Your goal →
Return a copy of every line in the records that includes the word "segments".

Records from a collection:
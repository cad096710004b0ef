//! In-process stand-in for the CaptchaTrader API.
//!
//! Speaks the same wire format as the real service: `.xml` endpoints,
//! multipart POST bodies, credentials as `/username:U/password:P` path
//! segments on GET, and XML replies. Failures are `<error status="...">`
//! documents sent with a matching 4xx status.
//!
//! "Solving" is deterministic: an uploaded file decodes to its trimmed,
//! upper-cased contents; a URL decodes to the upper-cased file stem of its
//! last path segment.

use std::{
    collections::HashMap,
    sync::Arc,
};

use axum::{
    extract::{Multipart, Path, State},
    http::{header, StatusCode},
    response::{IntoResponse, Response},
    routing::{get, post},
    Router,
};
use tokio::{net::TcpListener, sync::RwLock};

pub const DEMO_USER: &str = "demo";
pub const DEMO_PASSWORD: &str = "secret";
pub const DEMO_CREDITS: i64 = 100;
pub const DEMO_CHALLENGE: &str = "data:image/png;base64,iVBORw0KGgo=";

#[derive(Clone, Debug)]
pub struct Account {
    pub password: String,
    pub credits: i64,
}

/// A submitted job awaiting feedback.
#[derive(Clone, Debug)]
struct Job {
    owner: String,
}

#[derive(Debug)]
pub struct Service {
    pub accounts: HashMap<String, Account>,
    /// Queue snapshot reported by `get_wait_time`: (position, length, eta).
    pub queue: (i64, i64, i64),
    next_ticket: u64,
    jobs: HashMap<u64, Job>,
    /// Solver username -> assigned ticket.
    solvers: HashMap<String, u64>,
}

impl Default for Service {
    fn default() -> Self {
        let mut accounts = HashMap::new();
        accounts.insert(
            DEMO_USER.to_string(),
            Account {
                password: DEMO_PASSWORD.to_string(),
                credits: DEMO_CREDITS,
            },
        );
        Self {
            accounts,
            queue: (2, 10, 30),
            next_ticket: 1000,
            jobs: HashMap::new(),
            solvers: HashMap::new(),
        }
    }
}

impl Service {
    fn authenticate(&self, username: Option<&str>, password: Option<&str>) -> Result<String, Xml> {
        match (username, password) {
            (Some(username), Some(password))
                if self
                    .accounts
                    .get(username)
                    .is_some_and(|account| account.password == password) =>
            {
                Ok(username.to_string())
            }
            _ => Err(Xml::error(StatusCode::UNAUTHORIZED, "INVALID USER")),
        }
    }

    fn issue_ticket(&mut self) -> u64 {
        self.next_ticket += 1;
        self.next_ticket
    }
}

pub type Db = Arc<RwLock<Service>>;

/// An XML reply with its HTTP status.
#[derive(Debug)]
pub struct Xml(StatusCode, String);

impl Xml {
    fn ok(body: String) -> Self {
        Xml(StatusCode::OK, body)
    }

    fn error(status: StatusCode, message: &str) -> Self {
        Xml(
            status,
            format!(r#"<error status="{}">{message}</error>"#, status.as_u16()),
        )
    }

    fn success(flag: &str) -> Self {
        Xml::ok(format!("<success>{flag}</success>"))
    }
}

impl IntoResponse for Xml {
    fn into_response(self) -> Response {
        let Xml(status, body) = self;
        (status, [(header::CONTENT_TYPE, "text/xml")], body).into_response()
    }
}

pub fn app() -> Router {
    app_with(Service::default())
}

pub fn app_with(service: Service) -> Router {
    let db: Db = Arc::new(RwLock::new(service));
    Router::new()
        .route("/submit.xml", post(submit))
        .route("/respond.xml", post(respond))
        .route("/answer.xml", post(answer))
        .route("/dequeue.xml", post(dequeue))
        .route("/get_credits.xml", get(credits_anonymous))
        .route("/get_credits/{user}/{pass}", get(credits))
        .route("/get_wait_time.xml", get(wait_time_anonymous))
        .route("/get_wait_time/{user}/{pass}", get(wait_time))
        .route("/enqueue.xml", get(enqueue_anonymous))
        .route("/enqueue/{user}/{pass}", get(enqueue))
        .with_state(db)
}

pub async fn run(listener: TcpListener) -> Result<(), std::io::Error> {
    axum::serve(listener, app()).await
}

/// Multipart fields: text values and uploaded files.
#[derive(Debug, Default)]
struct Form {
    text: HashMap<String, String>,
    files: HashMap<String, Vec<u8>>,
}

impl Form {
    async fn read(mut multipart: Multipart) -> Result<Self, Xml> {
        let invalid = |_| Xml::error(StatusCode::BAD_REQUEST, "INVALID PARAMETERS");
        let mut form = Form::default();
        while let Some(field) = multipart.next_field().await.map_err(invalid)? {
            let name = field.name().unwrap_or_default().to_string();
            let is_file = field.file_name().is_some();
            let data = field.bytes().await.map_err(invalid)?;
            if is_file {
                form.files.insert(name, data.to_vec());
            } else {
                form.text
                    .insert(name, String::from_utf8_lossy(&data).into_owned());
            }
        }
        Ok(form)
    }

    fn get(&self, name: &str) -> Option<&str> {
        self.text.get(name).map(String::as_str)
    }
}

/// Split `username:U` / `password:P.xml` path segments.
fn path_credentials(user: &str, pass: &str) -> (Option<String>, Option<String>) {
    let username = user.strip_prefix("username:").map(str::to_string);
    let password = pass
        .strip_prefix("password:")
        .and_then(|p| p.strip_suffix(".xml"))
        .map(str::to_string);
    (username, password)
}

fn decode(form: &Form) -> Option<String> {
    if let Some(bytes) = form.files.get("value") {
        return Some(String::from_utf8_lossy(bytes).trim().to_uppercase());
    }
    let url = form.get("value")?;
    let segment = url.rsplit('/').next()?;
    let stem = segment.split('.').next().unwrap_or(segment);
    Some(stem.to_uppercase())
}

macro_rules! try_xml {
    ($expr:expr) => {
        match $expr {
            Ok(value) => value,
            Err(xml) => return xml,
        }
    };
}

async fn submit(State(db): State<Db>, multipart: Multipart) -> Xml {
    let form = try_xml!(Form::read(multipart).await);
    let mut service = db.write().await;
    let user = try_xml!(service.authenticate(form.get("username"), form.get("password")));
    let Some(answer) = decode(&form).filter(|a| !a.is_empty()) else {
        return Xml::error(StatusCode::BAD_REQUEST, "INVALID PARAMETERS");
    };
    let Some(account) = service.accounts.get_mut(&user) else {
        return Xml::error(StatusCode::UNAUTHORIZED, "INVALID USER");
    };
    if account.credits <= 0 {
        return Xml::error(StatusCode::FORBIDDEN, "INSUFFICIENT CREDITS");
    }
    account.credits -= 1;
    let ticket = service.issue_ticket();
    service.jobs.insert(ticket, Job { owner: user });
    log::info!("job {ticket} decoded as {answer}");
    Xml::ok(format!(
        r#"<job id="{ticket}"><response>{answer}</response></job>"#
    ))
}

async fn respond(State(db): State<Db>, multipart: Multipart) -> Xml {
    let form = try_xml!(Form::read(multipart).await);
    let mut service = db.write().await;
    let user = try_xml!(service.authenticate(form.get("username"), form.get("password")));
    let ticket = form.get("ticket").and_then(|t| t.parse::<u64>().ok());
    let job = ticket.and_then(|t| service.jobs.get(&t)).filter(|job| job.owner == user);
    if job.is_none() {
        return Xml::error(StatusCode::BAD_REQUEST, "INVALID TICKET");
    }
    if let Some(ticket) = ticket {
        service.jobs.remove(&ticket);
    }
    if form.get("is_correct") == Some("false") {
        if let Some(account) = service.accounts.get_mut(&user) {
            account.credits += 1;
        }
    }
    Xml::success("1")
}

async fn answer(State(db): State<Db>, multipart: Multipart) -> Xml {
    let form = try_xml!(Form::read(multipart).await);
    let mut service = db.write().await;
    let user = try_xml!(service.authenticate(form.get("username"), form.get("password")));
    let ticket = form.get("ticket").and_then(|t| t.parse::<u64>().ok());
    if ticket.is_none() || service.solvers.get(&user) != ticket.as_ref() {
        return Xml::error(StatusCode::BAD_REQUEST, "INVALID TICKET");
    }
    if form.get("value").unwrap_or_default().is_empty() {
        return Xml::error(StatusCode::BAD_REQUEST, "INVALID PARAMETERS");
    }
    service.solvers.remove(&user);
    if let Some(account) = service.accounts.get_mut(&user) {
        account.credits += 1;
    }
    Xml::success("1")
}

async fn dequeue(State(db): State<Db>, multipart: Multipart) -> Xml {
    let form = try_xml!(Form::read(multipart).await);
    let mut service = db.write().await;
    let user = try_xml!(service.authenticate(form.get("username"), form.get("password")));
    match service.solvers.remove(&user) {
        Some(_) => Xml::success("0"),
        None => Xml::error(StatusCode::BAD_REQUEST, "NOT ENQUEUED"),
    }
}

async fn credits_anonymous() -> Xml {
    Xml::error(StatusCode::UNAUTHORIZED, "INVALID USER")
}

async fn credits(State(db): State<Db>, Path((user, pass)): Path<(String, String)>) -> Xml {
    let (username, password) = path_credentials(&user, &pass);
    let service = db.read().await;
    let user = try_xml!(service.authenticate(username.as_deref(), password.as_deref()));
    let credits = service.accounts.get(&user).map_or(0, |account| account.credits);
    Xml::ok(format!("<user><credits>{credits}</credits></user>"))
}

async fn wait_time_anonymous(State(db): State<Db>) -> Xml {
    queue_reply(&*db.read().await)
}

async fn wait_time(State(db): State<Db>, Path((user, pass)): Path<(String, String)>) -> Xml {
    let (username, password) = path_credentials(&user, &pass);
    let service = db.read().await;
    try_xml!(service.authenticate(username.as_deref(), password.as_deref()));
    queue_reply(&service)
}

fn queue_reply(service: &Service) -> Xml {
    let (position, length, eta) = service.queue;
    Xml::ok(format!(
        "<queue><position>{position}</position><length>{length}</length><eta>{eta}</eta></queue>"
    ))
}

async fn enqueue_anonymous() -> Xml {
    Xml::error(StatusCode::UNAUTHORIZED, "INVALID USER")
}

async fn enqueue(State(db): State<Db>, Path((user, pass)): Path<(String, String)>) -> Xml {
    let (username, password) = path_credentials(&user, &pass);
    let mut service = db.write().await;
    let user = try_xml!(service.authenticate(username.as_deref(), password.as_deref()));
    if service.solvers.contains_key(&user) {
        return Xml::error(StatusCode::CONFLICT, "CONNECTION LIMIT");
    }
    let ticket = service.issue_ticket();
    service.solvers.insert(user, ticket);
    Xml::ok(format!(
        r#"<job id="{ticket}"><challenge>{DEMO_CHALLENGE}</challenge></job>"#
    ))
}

Answer section →
//! segments on GET, and XML replies. Failures are `<error status="...">`
/// Split `username:U` / `password:P.xml` path segments.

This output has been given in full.